The American Association of University Professors’ (AAUP) national survey of its members, released in 2025, adds a governance dimension to this picture. It found that nearly three-quarters of respondents said AI decision-making at their institution is overwhelmingly led by administrators, with little meaningful input from faculty, staff, or students. Faculty are asked to navigate a technological transformation that is largely being handed down to them rather than developed with them. The report argues that institutions need meaningful shared governance mechanisms around technology—something most campuses currently lack.
There are also equity dimensions that tend to get lost in the broader conversation about chatbots and cheating. Research has found that first-generation college students are less likely to feel confident about appropriate uses of AI compared to their peers. The AAC&U survey showed that more than 80% of faculty believe generative AI will widen digital inequities. As AI becomes an increasingly expected competency in professional settings, that gap carries real consequences for students who are already navigating higher education with fewer resources.
A few institutions are leading the way.
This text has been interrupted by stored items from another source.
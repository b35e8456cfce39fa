//! Toolbar visibility for custom tabs whose page lies inside the host
//! application's trusted scope.

use serde::Deserialize;
use serde::Serialize;
use std::sync::Arc;
use tracing::debug;
use wf_core::CustomTabToken;
use wf_feature::Feature;
use wf_net::TrustedScope;
use wf_store::BrowserState;
use wf_store::DisplayOptions;

/// Sink for toolbar visibility decisions.
pub trait ToolbarController: Send + Sync {
    fn set_visible(&self, visible: bool);

    /// Styles the toolbar with the branding a custom tab asked for.
    fn apply_display_options(&self, _options: &DisplayOptions) {}
}

impl<T: ToolbarController + ?Sized> ToolbarController for Arc<T> {
    fn set_visible(&self, visible: bool) {
        (**self).set_visible(visible);
    }

    fn apply_display_options(&self, options: &DisplayOptions) {
        (**self).apply_display_options(options);
    }
}

/// When decisions reach the controller.
#[derive(Debug, Clone, Copy, Default, PartialEq, Eq, Serialize, Deserialize)]
#[serde(rename_all = "snake_case")]
pub enum NotifyMode {
    /// Only when the decision differs from the last one emitted.
    #[default]
    EdgeTriggered,
    /// On every snapshot that yields a decision.
    EverySnapshot,
}

impl NotifyMode {
    pub fn as_str(self) -> &'static str {
        match self {
            Self::EdgeTriggered => "edge_triggered",
            Self::EverySnapshot => "every_snapshot",
        }
    }

    pub fn from_name(value: &str) -> Option<Self> {
        match value.trim().to_ascii_lowercase().as_str() {
            "edge_triggered" | "edge" => Some(Self::EdgeTriggered),
            "every_snapshot" | "every" => Some(Self::EverySnapshot),
            _ => None,
        }
    }
}

/// Decides whether the toolbar should show for the custom tab opened under `token`.
///
/// Returns `None` when no session carries the token. A missing custom tab
/// record counts as an empty scope, and a URL without a parsable origin is
/// never trusted.
pub fn toolbar_visible(state: &BrowserState, token: &CustomTabToken) -> Option<bool> {
    let session = state.custom_tab_session(token)?;
    let scope = state
        .custom_tab(token)
        .map(|record| TrustedScope::from_origins(&record.trusted_origins))
        .unwrap_or_default();
    Some(!scope.contains_url(&session.url))
}

/// Hides the toolbar while the custom tab stays inside its trusted scope.
#[derive(Debug)]
pub struct TrustedScopeToolbarFeature<C> {
    token: CustomTabToken,
    controller: C,
    mode: NotifyMode,
    started: bool,
    last_emitted: Option<bool>,
}

impl<C: ToolbarController> TrustedScopeToolbarFeature<C> {
    pub fn new(token: CustomTabToken, controller: C, mode: NotifyMode) -> Self {
        Self {
            token,
            controller,
            mode,
            started: false,
            last_emitted: None,
        }
    }

    pub fn token(&self) -> &CustomTabToken {
        &self.token
    }

    pub fn last_emitted(&self) -> Option<bool> {
        self.last_emitted
    }

    /// Recomputes the decision for `state` and returns it if it was pushed
    /// to the controller.
    pub fn on_snapshot(&mut self, state: &BrowserState) -> Option<bool> {
        if !self.started {
            return None;
        }

        let Some(visible) = toolbar_visible(state, &self.token) else {
            debug!(token = %self.token, "no session for custom tab token, keeping decision");
            return None;
        };

        if self.mode == NotifyMode::EdgeTriggered && self.last_emitted == Some(visible) {
            return None;
        }

        self.last_emitted = Some(visible);
        self.controller.set_visible(visible);
        debug!(token = %self.token, visible, "toolbar visibility emitted");
        Some(visible)
    }
}

impl<C: ToolbarController + 'static> Feature for TrustedScopeToolbarFeature<C> {
    fn start(&mut self) {
        self.started = true;
    }

    fn stop(&mut self) {
        self.started = false;
        self.last_emitted = None;
    }
}
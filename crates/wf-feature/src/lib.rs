//! Attachable units of screen behavior.
//!
//! A [`Feature`] lives in a [`ViewBoundFeature`] slot that is bound to two
//! lifecycles, and may answer back presses routed through a [`BackChain`].

mod back;
mod slot;

pub use back::BackChain;
pub use back::BackConsumer;
pub use back::BackOutcome;
pub use slot::ViewBoundFeature;

/// A unit of behavior with start/stop hooks.
pub trait Feature: Send + 'static {
    fn start(&mut self);

    fn stop(&mut self);

    /// Back-press capability, if this feature has one.
    fn back_handler(&mut self) -> Option<&mut dyn BackHandler> {
        None
    }
}

/// Something that may consume a back press.
pub trait BackHandler {
    /// Returns true if the press was consumed.
    fn on_back_pressed(&mut self) -> bool;
}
The University of California San Diego rolled out TritonGPT, an AI support system for its 37,000 employees, through a process that included town halls, pilot programs, and ongoing feedback mechanisms. Arizona State University established a dedicated team to evaluate AI capabilities and facilitate training across the institution. These are not magic solutions, but they represent something that most campuses still lack—a strategy.
The AAC&U survey asked faculty an open-ended question about which human skills colleges should teach in an AI-saturated world. The most dominant response by far was that critical thinking becomes more important, not less, as AI becomes more pervasive. Respondents argued that without skills like skepticism, verification, reasoning, and discernment, AI accelerates misinformation, intellectual passivity, and what the report describes as epistemic collapse.
That framing points to something the data across all of these surveys suggests but rarely states directly. The arrival of AI in higher education is not primarily a technology problem. It is a question about what education is for—and whether institutions are willing to defend that answer with the same urgency the technology demands.